> _WHAT TO WORK ON_:
Lines from the start of the data through the line containing "impl Mailbox for" must be given again exactly. Leave the others out.

════

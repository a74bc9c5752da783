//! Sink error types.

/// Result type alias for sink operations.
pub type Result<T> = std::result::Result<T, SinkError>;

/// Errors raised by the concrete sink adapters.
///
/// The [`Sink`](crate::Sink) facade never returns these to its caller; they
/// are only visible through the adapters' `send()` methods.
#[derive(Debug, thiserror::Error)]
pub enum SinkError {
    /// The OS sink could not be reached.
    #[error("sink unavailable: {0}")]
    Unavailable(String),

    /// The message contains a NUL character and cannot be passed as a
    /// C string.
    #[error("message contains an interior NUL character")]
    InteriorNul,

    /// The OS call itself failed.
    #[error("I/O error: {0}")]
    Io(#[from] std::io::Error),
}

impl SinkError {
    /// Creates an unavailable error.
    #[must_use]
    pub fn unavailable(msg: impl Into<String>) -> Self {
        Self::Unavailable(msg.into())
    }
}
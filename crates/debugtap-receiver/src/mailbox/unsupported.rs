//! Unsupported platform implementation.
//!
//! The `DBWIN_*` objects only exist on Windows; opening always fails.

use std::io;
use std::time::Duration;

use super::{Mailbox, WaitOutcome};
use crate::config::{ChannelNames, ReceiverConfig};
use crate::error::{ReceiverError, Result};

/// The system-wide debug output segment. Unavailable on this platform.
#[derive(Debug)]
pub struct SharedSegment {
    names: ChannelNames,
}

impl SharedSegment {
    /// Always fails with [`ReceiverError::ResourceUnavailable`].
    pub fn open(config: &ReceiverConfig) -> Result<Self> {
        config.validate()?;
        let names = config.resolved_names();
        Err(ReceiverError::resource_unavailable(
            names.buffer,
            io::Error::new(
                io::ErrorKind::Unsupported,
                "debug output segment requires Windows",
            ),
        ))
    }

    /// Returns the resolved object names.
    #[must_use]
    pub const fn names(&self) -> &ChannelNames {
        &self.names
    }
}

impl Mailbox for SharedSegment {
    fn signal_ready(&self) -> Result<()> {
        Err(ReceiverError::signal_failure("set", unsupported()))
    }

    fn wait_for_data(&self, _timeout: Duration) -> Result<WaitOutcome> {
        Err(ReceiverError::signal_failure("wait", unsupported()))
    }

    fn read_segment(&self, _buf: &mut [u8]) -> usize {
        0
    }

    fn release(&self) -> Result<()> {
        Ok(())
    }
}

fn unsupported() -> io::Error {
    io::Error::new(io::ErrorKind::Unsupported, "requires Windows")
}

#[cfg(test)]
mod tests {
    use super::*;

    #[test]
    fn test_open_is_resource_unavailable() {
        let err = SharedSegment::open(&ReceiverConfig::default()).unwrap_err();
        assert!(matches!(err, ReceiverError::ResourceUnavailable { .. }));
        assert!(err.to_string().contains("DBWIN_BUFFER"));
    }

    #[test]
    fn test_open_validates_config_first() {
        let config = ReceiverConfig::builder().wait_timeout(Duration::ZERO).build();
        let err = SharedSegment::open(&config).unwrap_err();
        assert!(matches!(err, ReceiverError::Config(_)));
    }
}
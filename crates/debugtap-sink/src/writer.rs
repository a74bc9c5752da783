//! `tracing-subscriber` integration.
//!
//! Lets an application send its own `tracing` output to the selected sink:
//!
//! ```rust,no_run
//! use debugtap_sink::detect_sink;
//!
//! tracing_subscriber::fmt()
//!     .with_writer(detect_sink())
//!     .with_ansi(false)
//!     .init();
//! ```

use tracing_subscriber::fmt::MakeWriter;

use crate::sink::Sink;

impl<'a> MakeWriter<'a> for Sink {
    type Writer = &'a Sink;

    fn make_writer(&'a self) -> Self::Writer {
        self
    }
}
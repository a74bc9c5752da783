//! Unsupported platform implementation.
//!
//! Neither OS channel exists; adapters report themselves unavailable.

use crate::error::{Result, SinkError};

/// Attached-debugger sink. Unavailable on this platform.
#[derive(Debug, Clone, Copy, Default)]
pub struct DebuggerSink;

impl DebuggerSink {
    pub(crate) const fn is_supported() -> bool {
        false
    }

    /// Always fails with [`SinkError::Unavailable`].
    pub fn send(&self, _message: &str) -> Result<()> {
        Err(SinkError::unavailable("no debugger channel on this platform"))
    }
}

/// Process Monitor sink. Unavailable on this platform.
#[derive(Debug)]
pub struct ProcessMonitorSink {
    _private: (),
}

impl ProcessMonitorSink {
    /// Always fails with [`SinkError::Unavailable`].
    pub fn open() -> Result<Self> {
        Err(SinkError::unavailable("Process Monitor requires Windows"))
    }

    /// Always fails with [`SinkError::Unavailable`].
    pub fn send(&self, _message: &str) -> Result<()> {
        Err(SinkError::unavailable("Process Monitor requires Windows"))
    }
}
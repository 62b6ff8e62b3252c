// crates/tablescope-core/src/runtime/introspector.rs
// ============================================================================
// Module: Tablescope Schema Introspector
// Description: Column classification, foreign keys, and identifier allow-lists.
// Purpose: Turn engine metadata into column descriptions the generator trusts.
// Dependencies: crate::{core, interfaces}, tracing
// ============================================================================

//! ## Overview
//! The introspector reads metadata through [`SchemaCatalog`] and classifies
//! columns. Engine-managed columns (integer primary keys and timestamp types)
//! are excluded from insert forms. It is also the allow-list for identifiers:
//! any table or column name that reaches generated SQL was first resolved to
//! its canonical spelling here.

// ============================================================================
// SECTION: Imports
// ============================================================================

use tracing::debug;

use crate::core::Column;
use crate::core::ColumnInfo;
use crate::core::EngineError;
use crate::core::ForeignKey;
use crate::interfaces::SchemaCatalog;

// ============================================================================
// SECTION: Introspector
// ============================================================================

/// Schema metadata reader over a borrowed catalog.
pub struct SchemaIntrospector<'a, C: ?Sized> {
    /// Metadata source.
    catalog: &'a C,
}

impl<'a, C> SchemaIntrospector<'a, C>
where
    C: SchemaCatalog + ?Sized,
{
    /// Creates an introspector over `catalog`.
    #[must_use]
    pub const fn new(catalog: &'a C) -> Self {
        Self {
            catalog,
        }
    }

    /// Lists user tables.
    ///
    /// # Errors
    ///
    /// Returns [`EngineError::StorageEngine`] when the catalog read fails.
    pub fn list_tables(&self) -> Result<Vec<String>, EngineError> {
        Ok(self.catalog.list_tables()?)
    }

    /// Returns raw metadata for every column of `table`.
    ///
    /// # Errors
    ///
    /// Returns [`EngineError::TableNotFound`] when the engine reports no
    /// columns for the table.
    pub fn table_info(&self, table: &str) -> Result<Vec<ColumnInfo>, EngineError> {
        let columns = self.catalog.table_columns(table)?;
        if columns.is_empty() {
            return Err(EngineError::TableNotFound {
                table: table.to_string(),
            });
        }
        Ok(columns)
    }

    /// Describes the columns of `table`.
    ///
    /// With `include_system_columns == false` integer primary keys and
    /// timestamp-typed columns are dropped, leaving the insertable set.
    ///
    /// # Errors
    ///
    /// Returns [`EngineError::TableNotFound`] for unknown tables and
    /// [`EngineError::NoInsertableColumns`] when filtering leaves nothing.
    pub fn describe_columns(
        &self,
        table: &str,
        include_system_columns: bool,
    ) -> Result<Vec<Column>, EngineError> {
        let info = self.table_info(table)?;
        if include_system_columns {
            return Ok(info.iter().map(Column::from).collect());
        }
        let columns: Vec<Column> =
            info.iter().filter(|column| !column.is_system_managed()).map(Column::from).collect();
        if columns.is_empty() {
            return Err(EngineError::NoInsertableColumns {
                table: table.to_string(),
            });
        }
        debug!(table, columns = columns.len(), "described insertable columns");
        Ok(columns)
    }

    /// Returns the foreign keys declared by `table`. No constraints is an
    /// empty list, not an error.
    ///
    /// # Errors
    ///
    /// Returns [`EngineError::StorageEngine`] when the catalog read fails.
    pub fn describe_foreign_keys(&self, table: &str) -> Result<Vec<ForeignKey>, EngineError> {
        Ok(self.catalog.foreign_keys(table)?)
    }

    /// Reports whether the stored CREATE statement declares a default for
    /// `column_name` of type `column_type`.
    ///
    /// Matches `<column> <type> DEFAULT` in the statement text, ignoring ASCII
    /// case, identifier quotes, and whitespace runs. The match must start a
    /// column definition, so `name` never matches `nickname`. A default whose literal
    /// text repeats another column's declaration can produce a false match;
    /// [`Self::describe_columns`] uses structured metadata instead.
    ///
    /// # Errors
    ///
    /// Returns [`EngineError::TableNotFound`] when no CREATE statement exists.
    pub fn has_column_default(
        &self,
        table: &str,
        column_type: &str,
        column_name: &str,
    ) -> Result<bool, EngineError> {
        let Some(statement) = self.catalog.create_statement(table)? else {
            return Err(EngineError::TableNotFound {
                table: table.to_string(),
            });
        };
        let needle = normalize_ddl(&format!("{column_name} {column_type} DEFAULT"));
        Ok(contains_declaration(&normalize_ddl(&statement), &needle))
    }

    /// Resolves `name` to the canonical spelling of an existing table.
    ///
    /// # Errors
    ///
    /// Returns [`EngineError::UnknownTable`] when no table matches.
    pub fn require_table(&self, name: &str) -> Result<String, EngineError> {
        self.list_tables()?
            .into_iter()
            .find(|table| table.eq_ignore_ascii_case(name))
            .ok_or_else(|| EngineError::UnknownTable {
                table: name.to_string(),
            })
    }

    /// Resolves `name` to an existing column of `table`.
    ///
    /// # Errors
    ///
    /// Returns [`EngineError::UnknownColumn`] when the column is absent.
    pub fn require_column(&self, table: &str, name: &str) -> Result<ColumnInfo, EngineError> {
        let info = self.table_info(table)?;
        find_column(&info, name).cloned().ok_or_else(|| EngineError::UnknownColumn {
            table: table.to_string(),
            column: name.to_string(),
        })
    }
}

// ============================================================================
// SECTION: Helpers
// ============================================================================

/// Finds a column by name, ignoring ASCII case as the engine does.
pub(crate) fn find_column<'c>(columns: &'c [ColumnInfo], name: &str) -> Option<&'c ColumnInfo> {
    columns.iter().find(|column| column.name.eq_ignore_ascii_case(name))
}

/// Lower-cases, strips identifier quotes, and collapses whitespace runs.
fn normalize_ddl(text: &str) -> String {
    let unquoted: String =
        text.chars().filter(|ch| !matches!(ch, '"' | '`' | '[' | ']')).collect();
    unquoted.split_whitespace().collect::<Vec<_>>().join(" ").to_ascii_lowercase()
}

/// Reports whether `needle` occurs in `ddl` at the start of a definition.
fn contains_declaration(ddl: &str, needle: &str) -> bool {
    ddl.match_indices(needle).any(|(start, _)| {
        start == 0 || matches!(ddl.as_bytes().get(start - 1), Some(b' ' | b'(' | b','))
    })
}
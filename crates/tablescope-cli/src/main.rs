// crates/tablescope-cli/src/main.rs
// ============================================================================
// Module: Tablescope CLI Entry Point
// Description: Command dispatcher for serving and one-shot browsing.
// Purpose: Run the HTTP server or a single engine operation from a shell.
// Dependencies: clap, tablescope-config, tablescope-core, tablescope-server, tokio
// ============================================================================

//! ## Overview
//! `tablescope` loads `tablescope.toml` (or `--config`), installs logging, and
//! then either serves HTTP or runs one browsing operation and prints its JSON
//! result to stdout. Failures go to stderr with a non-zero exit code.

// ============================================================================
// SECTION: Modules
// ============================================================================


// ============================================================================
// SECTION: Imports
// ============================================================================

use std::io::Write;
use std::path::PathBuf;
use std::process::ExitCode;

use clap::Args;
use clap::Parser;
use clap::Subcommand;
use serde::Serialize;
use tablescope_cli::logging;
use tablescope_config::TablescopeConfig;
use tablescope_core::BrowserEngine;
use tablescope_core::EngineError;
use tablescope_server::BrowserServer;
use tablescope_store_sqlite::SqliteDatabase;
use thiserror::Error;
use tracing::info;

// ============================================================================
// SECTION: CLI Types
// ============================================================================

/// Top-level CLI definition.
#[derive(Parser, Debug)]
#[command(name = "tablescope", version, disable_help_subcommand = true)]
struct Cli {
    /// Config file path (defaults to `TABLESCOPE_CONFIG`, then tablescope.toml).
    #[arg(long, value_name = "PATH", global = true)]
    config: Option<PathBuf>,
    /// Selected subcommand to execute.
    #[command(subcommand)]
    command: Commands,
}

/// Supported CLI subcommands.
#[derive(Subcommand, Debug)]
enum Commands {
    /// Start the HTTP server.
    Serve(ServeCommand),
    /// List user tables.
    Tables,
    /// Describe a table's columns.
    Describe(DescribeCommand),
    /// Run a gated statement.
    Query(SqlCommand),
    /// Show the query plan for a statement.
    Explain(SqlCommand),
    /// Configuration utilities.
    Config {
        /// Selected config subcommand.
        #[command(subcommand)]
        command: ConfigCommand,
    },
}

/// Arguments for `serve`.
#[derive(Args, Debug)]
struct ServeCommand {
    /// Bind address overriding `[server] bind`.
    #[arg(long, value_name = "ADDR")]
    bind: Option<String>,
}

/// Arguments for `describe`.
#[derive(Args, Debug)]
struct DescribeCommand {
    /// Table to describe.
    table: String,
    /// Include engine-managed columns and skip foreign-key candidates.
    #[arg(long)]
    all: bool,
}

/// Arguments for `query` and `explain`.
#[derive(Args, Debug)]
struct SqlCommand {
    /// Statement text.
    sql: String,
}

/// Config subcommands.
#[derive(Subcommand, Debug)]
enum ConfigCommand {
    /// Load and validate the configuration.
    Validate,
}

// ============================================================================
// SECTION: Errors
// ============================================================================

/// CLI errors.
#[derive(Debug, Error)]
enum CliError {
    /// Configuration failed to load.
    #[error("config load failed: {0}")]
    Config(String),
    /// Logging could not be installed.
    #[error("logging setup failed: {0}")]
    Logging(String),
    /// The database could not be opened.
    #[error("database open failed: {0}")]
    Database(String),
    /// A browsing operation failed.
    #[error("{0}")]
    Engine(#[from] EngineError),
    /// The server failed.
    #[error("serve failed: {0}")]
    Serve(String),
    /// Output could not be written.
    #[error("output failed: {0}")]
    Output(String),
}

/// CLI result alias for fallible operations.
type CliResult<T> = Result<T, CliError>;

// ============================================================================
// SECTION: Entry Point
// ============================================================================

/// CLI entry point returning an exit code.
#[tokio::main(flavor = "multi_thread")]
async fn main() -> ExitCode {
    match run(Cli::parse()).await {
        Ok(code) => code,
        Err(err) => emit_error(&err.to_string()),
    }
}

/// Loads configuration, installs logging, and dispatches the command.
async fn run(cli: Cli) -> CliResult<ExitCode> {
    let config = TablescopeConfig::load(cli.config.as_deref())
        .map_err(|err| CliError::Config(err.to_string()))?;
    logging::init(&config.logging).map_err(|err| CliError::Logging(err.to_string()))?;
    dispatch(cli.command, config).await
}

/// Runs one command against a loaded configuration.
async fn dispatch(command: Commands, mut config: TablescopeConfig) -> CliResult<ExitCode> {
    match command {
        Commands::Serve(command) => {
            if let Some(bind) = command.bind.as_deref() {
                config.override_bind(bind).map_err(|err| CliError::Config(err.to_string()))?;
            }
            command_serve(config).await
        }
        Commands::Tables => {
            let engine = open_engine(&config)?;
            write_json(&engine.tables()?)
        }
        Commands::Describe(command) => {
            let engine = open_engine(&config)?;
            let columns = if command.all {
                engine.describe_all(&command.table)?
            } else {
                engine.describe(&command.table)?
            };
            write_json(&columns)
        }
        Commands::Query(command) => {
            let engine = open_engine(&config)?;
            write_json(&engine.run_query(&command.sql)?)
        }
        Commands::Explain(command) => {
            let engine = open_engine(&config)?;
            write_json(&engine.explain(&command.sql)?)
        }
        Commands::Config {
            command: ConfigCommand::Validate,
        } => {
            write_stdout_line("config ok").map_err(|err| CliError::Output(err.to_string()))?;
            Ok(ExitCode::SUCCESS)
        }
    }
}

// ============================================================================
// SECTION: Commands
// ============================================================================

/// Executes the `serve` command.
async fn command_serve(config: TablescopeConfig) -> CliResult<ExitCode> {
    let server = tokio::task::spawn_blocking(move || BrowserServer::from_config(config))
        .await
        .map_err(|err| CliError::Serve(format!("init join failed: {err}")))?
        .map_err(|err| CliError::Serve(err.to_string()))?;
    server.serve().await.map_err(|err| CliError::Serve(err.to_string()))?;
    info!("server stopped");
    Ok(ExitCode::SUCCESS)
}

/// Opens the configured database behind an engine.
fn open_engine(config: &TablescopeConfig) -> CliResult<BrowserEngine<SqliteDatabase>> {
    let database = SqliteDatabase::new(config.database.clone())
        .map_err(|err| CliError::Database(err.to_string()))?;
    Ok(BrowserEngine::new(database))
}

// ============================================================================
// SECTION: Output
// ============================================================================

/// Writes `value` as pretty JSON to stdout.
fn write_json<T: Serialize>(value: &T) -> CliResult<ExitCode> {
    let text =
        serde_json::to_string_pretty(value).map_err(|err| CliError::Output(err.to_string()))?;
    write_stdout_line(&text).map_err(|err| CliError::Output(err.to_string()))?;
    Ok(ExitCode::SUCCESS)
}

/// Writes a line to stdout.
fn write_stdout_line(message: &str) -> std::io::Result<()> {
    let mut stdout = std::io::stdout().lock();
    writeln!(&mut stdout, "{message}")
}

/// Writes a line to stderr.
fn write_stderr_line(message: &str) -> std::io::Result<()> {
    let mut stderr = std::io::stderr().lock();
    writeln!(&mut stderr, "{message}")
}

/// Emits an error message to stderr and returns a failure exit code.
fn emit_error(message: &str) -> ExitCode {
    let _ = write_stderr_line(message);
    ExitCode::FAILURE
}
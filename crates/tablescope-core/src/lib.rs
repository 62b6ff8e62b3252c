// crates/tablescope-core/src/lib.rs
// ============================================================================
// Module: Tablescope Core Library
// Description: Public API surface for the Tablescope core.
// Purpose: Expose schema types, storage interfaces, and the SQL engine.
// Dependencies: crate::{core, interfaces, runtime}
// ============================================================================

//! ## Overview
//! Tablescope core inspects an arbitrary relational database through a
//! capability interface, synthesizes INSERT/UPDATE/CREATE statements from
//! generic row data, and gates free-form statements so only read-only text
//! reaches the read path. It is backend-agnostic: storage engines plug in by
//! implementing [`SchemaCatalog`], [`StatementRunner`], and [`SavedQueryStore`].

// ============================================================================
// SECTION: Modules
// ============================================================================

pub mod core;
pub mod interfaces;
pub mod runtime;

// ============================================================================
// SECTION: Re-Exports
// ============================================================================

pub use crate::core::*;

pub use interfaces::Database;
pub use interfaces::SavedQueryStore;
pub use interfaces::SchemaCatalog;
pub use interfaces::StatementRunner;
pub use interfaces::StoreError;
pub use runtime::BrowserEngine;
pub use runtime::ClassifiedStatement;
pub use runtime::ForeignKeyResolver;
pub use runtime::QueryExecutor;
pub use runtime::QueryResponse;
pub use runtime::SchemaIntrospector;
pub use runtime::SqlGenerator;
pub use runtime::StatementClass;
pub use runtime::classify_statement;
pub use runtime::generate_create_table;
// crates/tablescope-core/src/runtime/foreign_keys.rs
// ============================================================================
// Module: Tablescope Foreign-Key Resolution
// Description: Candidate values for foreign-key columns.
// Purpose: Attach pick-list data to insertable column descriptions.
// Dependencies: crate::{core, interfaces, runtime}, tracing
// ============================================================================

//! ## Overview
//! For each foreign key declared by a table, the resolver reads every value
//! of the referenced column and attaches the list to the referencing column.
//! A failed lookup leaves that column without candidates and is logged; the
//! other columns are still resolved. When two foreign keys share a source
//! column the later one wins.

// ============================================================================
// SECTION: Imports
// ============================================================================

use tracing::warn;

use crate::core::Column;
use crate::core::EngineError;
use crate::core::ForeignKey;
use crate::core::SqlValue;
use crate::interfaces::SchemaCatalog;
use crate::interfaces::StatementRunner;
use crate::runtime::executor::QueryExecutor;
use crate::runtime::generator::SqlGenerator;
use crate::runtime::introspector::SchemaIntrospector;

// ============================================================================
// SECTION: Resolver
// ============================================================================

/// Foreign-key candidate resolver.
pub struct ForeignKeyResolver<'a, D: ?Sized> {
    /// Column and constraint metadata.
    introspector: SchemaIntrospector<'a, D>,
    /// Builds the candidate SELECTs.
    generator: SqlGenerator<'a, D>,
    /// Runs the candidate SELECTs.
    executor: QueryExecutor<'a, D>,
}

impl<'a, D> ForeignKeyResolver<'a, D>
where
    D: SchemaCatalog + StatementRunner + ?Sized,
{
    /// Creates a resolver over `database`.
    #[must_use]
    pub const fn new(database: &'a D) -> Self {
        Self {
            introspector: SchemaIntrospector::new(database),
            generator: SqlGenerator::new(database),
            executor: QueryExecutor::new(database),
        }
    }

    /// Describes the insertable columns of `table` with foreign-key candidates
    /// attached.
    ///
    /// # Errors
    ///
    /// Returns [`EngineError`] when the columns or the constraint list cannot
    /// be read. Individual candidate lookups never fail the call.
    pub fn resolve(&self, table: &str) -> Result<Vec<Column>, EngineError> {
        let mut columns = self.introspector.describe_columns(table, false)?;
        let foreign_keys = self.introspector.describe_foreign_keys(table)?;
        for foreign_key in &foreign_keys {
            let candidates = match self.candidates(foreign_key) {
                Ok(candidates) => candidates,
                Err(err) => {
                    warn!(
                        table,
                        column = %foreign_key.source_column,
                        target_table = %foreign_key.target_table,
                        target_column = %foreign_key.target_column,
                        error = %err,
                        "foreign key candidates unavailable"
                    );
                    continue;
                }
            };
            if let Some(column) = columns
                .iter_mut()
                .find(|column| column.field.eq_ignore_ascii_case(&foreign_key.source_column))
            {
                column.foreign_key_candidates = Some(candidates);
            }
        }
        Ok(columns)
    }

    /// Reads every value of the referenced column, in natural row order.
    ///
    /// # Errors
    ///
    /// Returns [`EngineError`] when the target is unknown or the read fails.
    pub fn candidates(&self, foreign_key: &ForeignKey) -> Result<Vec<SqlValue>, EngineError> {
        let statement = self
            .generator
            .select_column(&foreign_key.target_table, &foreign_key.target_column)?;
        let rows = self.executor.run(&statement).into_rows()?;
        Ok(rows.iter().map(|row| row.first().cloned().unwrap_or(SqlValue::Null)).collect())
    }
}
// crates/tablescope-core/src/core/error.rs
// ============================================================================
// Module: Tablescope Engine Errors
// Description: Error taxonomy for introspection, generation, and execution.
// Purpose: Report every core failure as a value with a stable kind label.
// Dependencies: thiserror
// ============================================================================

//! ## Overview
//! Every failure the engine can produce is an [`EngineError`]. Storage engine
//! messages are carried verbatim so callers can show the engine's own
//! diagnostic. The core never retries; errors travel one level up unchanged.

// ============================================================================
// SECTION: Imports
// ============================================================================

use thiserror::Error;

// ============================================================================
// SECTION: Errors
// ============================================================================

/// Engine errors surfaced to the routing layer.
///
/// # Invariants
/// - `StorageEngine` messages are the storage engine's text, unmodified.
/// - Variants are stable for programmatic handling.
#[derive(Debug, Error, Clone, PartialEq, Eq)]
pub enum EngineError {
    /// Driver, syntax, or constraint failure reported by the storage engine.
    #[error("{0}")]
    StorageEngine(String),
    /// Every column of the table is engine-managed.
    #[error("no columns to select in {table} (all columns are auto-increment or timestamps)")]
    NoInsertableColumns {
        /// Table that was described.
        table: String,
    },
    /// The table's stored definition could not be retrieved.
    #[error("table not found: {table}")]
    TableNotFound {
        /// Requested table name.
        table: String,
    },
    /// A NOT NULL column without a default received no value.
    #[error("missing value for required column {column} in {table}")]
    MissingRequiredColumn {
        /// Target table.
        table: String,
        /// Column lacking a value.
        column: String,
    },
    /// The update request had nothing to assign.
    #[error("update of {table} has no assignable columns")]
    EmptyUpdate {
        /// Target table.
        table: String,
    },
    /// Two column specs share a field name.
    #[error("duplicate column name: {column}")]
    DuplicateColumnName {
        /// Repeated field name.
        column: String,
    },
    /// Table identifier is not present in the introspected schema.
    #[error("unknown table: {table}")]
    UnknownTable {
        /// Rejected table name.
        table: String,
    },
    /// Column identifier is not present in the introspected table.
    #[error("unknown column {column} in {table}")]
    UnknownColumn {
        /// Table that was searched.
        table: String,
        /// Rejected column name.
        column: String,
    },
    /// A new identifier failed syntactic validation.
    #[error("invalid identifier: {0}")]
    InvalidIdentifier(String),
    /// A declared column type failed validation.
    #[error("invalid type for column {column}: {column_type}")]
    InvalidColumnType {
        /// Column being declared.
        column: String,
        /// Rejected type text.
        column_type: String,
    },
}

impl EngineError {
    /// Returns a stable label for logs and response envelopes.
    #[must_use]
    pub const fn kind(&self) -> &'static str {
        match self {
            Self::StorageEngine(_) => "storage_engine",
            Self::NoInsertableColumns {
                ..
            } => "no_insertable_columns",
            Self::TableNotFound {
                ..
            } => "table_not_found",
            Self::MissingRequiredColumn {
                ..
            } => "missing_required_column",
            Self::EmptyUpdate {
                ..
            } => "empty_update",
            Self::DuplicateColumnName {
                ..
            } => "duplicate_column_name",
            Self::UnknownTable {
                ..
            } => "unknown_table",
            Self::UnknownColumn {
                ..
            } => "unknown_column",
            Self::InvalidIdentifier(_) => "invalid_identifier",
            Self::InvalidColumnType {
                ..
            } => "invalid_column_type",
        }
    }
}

════

> _ANSWER_:
repository a74bc9c5752da783
//! Sink error types.

/// Result type alias for sink operations.
pub type Result<T> = std::result::Result<T, SinkError>;

/// Errors raised by the concrete sink adapters.
///
/// The [`Sink`](crate::Sink) facade never returns these to its caller; they
/// are only visible through the adapters' `send()` methods.
#[derive(Debug, thiserror::Error)]
pub enum SinkError {
    /// The OS sink could not be reached.
    #[error("sink unavailable: {0}")]
    Unavailable(String),

    /// The message contains a NUL character and cannot be passed as a
    /// C string.
    #[error("message contains an interior NUL character")]
    InteriorNul,

    /// The OS call itself failed.
    #[error("I/O error: {0}")]
    Io(#[from] std::io::Error),
}

impl SinkError {
    /// Creates an unavailable error.
    #[must_use]
    pub fn unavailable(msg: impl Into<String>) -> Self {
        Self::Unavailable(msg.into())
    }
}
filename crates/debugtap-receiver/src/mailbox/unsupported.rs
//! Unsupported platform implementation.
//!
//! The `DBWIN_*` objects only exist on Windows; opening always fails.

use std::io;
use std::time::Duration;

use super::{Mailbox, WaitOutcome};
use crate::config::{ChannelNames, ReceiverConfig};
use crate::error::{ReceiverError, Result};

/// The system-wide debug output segment. Unavailable on this platform.
#[derive(Debug)]
pub struct SharedSegment {
    names: ChannelNames,
}

impl SharedSegment {
    /// Always fails with [`ReceiverError::ResourceUnavailable`].
    pub fn open(config: &ReceiverConfig) -> Result<Self> {
        config.validate()?;
        let names = config.resolved_names();
        Err(ReceiverError::resource_unavailable(
            names.buffer,
            io::Error::new(
                io::ErrorKind::Unsupported,
                "debug output segment requires Windows",
            ),
        ))
    }

    /// Returns the resolved object names.
    #[must_use]
    pub const fn names(&self) -> &ChannelNames {
        &self.names
    }
}

impl Mailbox for SharedSegment {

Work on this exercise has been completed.